◆ Exercise goal ◆
Your task is to transcribe, without alteration, the lines from the top of the material below through the line bearing "the learning rate.", inclusive.
++++ The input ++++
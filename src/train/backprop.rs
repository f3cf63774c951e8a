use crate::activation::Sigmoid;
use crate::math::{hadamard, Matrix};
use crate::network::{Activations, Network};

/// Weight changes for one sample, already scaled by the learning rate.
/// Applying them means subtracting each matrix from the matching weights.
#[derive(Debug, Clone, PartialEq)]
pub struct WeightDeltas {
    pub input_hidden: Matrix,
    pub hidden_output: Matrix,
}

/// Hidden-layer error: `(Who · output_error) ⊙ σ'(hidden)`.
///
/// Reads the current hidden→output weights, so it must run before those
/// weights are updated.
pub fn hidden_error(network: &Network, hidden: &[f64], output_error: &[f64]) -> Vec<f64> {
    let back = network.weights_hidden_output.mul_vec(output_error);
    hadamard(&back, &Sigmoid::derivative_vec(hidden))
}

/// Computes both weight deltas from the pre-update weights.
///
/// - `Who[j][i] -= lr · output_error[i] · σ'(output[i]) · hidden[j]`
/// - `Wih[j][i] -= lr · hidden_error[i] · σ'(hidden[i]) · input[j]`
///
/// `σ'` is evaluated on activation values.
pub fn compute_deltas(
    input: &[f64],
    activations: &Activations,
    hidden_error: &[f64],
    output_error: &[f64],
    learning_rate: f64,
) -> WeightDeltas {
    let output_grad = hadamard(output_error, &Sigmoid::derivative_vec(&activations.output));
    let hidden_grad = hadamard(hidden_error, &Sigmoid::derivative_vec(&activations.hidden));

    WeightDeltas {
        hidden_output: Matrix::outer(&activations.hidden, &output_grad, learning_rate),
        input_hidden: Matrix::outer(input, &hidden_grad, learning_rate),
    }
}

/// One full backpropagation step for a sample: hidden error, deltas, then
/// in-place update of both matrices.
pub fn backpropagate(
    network: &mut Network,
    input: &[f64],
    activations: &Activations,
    output_error: &[f64],
    learning_rate: f64,
) {
    let hidden_err = hidden_error(network, &activations.hidden, output_error);
    let deltas = compute_deltas(input, activations, &hidden_err, output_error, learning_rate);
    apply_deltas(network, &deltas);
}

/// Subtracts `deltas` from the network's weights. Panics on shape mismatch.
pub fn apply_deltas(network: &mut Network, deltas: &WeightDeltas) {
    network.weights_hidden_output -= &deltas.hidden_output;
    network.weights_input_hidden -= &deltas.input_hidden;
}

#[cfg(test)]
mod tests {
    use super::*;
    use crate::math::subtract;
    use crate::network::NetworkConfig;
    use crate::shape::ShapeLabel;

    fn sample_input() -> Vec<f64> {
        (0..9).map(|i| if i % 3 == 0 { 1.0 } else { 0.0 }).collect()
    }

    #[test]
    fn output_update_moves_outputs_toward_target() {
        let mut network = Network::new(NetworkConfig::new(3, 5).with_seed(11)).unwrap();
        let input = sample_input();
        let target = ShapeLabel::Triangle.one_hot();

        let before = network.forward(&input);
        let output_error = subtract(&before.output, &target);
        backpropagate(&mut network, &input, &before, &output_error, 0.2);

        // Re-evaluate the output layer with the old hidden activations so only
        // the hidden→output update is measured.
        let z = network.weights_hidden_output().vec_mul(&before.hidden);
        let after = Sigmoid::apply(&z);
        for i in 0..3 {
            assert!(output_error[i] != 0.0);
            assert!(
                (after[i] - before.output[i]) * output_error[i] < 0.0,
                "output {} moved away from its target",
                i
            );
            assert!((after[i] - target[i]).abs() < (before.output[i] - target[i]).abs());
        }
    }

    #[test]
    fn hidden_error_uses_pre_update_weights() {
        let network = Network::new(NetworkConfig::new(3, 4).with_seed(5)).unwrap();
        let input = sample_input();
        let act = network.forward(&input);
        let output_error = subtract(&act.output, &ShapeLabel::Circle.one_hot());

        let expected = hidden_error(&network, &act.hidden, &output_error);
        let deltas = compute_deltas(&input, &act, &expected, &output_error, 0.3);

        let mut two_phase = network.clone();
        apply_deltas(&mut two_phase, &deltas);

        let mut one_call = network.clone();
        backpropagate(&mut one_call, &input, &act, &output_error, 0.3);

        assert_eq!(two_phase, one_call);
    }

    #[test]
    fn zero_inputs_leave_input_weights_untouched() {
        let mut network = Network::new(NetworkConfig::new(3, 4).with_seed(9)).unwrap();
        let input = vec![0.0; 9];
        let act = network.forward(&input);
        let output_error = subtract(&act.output, &ShapeLabel::Square.one_hot());
        let wih = network.weights_input_hidden().clone();
        let who = network.weights_hidden_output().clone();

        backpropagate(&mut network, &input, &act, &output_error, 0.3);

        assert_eq!(network.weights_input_hidden(), &wih);
        assert_ne!(network.weights_hidden_output(), &who);
    }

    #[test]
    fn delta_shapes_match_weights() {
        let network = Network::new(NetworkConfig::new(3, 6).with_seed(2)).unwrap();
        let input = sample_input();
        let act = network.forward(&input);
        let output_error = subtract(&act.output, &ShapeLabel::Square.one_hot());
        let he = hidden_error(&network, &act.hidden, &output_error);
        let deltas = compute_deltas(&input, &act, &he, &output_error, 0.1);
        assert_eq!(deltas.input_hidden.shape(), (9, 6));
        assert_eq!(deltas.hidden_output.shape(), (6, 3));
    }
}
++++
◆ Result for this task ◆
filename src/train/backprop.rs
repository f3cf63774c951e8a
use crate::activation::Sigmoid;
use crate::math::{hadamard, Matrix};
use crate::network::{Activations, Network};

/// Weight changes for one sample, already scaled by the learning rate.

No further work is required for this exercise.